START Supplied records

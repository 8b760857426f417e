//! Default generator and entry point functions.

#![cfg(feature = "global_gen")]
#![cfg_attr(docsrs, doc(cfg(feature = "global_gen")))]

use std::sync;

use crate::entropy::Entropy;
use crate::{GenerateError, Uuid, V1Generator, V1Options};
use inner::PerProcess;

type Global<T> = sync::OnceLock<sync::Mutex<PerProcess<T>>>;

/// Returns the lock handle of a process-wide global value, creating one with `init` if none
/// exists.
fn lock_global<T>(
    cell: &'static Global<T>,
    init: fn() -> T,
) -> sync::MutexGuard<'static, PerProcess<T>> {
    // generator state is never left half-updated
    cell.get_or_init(|| sync::Mutex::new(PerProcess::new(init)))
        .lock()
        .unwrap_or_else(sync::PoisonError::into_inner)
}

/// Returns the lock handle of the global UUIDv1 generator.
fn lock_global_v1() -> sync::MutexGuard<'static, PerProcess<V1Generator>> {
    static G: Global<V1Generator> = sync::OnceLock::new();
    lock_global(&G, || V1Generator::new(Entropy::select().fill()))
}

/// Returns the lock handle of the global entropy provider for UUIDv4.
fn lock_global_entropy() -> sync::MutexGuard<'static, PerProcess<Entropy>> {
    static G: Global<Entropy> = sync::OnceLock::new();
    lock_global(&G, Entropy::select)
}

/// Generates a UUIDv1 object from the current time.
///
/// This function employs a global generator whose node ID and initial clock sequence are drawn
/// once from the best available entropy source. The generator state is guarded by a single lock,
/// so the ordering and rate guarantees hold process-wide. On Unix, the generator is reseeded when
/// the process ID changes (i.e., upon process forks) to prevent collisions across processes.
///
/// # Errors
///
/// Returns [`GenerateError::RateExceeded`] if more than 10000 UUIDs are requested within the same
/// millisecond; the caller may retry once the clock advances.
///
/// # Examples
///
/// ```rust
/// let uuid = uuid14::uuid1()?;
/// println!("{uuid}"); // e.g., "d9428888-122b-11e1-b85c-61cd3cbb3210"
/// # Ok::<(), uuid14::GenerateError>(())
/// ```
pub fn uuid1() -> Result<Uuid, GenerateError> {
    uuid1_with(&V1Options::default())
}

/// Generates a UUIDv1 object with the global generator, applying the overrides given.
///
/// See [`V1Generator::generate_with`] for the meaning of the options and [`uuid1`] for the
/// guarantees of the global generator.
///
/// # Panics
///
/// Panics if `options.msecs` is outside the range from
/// [`MIN_MSECS`](crate::timestamp::MIN_MSECS) to [`MAX_MSECS`](crate::timestamp::MAX_MSECS).
pub fn uuid1_with(options: &V1Options) -> Result<Uuid, GenerateError> {
    lock_global_v1().get_mut().generate_with(options)
}

/// Generates a UUIDv4 object from the best available entropy source.
///
/// The entropy provider has a lock of its own, so this function never waits on [`uuid1`] callers.
///
/// # Examples
///
/// ```rust
/// let uuid = uuid14::uuid4();
/// println!("{uuid}"); // e.g., "2ca4b2ce-6c13-40d4-bccf-37d222820f6f"
/// ```
pub fn uuid4() -> Uuid {
    Uuid::from_random_v4(lock_global_entropy().get_mut().fill())
}

mod inner {
    /// A thin wrapper to reset the value when the process ID changes (i.e., upon Unix forks).
    #[derive(Debug)]
    pub struct PerProcess<T> {
        #[cfg(unix)]
        pid: u32,
        value: T,
        init: fn() -> T,
    }

    impl<T> PerProcess<T> {
        pub fn new(init: fn() -> T) -> Self {
            Self {
                #[cfg(unix)]
                pid: std::process::id(),
                value: init(),
                init,
            }
        }

        /// Returns a mutable reference to the inner value, recreating it on Unix if the process
        /// ID has changed.
        pub fn get_mut(&mut self) -> &mut T {
            #[cfg(unix)]
            if self.pid != std::process::id() {
                tracing::debug!("process ID changed; reseeding global generator");
                *self = Self::new(self.init);
            }
            &mut self.value
        }
    }

    #[cfg(all(test, unix))]
    mod tests {
        use super::PerProcess;
        use std::sync::atomic::{AtomicU32, Ordering};

        /// Recreates the value when the process ID changes
        #[test]
        fn recreates_the_value_when_the_process_id_changes() {
            static CALLS: AtomicU32 = AtomicU32::new(0);
            let mut p = PerProcess::new(|| CALLS.fetch_add(1, Ordering::Relaxed));
            assert_eq!(*p.get_mut(), 0);
            assert_eq!(*p.get_mut(), 0);

            p.pid = p.pid.wrapping_add(1);
            assert_eq!(*p.get_mut(), 1);
            assert_eq!(p.pid, std::process::id());
            assert_eq!(*p.get_mut(), 1);
        }
    }
}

END Supplied records

Every line from above should appear again in the answer, exactly as written.

◆ **Completed task**
repository 8b760857426f417e
//! Default generator and entry point functions.

#![cfg(feature = "global_gen")]
#![cfg_attr(docsrs, doc(cfg(feature = "global_gen")))]

use std::sync;

use crate::entropy::Entropy;
use crate::{GenerateError, Uuid, V1Generator, V1Options};
use inner::PerProcess;

type Global<T> = sync::OnceLock<sync::Mutex<PerProcess<T>>>;

/// Returns the lock handle of a process-wide global value, creating one with `init` if none
/// exists.
fn lock_global<T>(
    cell: &'static Global<T>,
    init: fn() -> T,
) -> sync::MutexGuard<'static, PerProcess<T>> {
    // generator state is never left half-updated
    cell.get_or_init(|| sync::Mutex::new(PerProcess::new(init)))
        .lock()
        .unwrap_or_else(sync::PoisonError::into_inner)
}

/// Returns the lock handle of the global UUIDv1 generator.
fn lock_global_v1() -> sync::MutexGuard<'static, PerProcess<V1Generator>> {
    static G: Global<V1Generator> = sync::OnceLock::new();
    lock_global(&G, || V1Generator::new(Entropy::select().fill()))
}

/// Returns the lock handle of the global entropy provider for UUIDv4.
fn lock_global_entropy() -> sync::MutexGuard<'static, PerProcess<Entropy>> {
    static G: Global<Entropy> = sync::OnceLock::new();
    lock_global(&G, Entropy::select)
}

/// Generates a UUIDv1 object from the current time.
///
/// This function employs a global generator whose node ID and initial clock sequence are drawn
/// once from the best available entropy source. The generator state is guarded by a single lock,
/// so the ordering and rate guarantees hold process-wide. On Unix, the generator is reseeded when
/// the process ID changes (i.e., upon process forks) to prevent collisions across processes.
///
/// # Errors
///
/// Returns [`GenerateError::RateExceeded`] if more than 10000 UUIDs are requested within the same
/// millisecond; the caller may retry once the clock advances.
///
/// # Examples
///
/// ```rust
/// let uuid = uuid14::uuid1()?;
/// println!("{uuid}"); // e.g., "d9428888-122b-11e1-b85c-61cd3cbb3210"
/// # Ok::<(), uuid14::GenerateError>(())
/// ```
pub fn uuid1() -> Result<Uuid, GenerateError> {
    uuid1_with(&V1Options::default())
}

/// Generates a UUIDv1 object with the global generator, applying the overrides given.
///
/// See [`V1Generator::generate_with`] for the meaning of the options and [`uuid1`] for the
/// guarantees of the global generator.
///
/// # Panics
///
/// Panics if `options.msecs` is outside the range from
/// [`MIN_MSECS`](crate::timestamp::MIN_MSECS) to [`MAX_MSECS`](crate::timestamp::MAX_MSECS).
pub fn uuid1_with(options: &V1Options) -> Result<Uuid, GenerateError> {
    lock_global_v1().get_mut().generate_with(options)
}

/// Generates a UUIDv4 object from the best available entropy source.
///
/// The entropy provider has a lock of its own, so this function never waits on [`uuid1`] callers.
///
/// # Examples
///
/// ```rust
/// let uuid = uuid14::uuid4();
/// println!("{uuid}"); // e.g., "2ca4b2ce-6c13-40d4-bccf-37d222820f6f"
/// ```
pub fn uuid4() -> Uuid {
    Uuid::from_random_v4(lock_global_entropy().get_mut().fill())
}

mod inner {
    /// A thin wrapper to reset the value when the process ID changes (i.e., upon Unix forks).
    #[derive(Debug)]
    pub struct PerProcess<T> {
        #[cfg(unix)]
        pid: u32,
        value: T,
        init: fn() -> T,
    }

    impl<T> PerProcess<T> {
        pub fn new(init: fn() -> T) -> Self {
            Self {
                #[cfg(unix)]
                pid: std::process::id(),
                value: init(),
                init,
            }
        }

        /// Returns a mutable reference to the inner value, recreating it on Unix if the process
        /// ID has changed.
        pub fn get_mut(&mut self) -> &mut T {
            #[cfg(unix)]
            if self.pid != std::process::id() {
                tracing::debug!("process ID changed; reseeding global generator");
                *self = Self::new(self.init);
            }
            &mut self.value
        }
    }

    #[cfg(all(test, unix))]
    mod tests {
        use super::PerProcess;
        use std::sync::atomic::{AtomicU32, Ordering};

        /// Recreates the value when the process ID changes
        #[test]
        fn recreates_the_value_when_the_process_id_changes() {
            static CALLS: AtomicU32 = AtomicU32::new(0);
            let mut p = PerProcess::new(|| CALLS.fetch_add(1, Ordering::Relaxed));
            assert_eq!(*p.get_mut(), 0);
            assert_eq!(*p.get_mut(), 0);

            p.pid = p.pid.wrapping_add(1);
            assert_eq!(*p.get_mut(), 1);
            assert_eq!(p.pid, std::process::id());
            assert_eq!(*p.get_mut(), 1);
        }
    }
}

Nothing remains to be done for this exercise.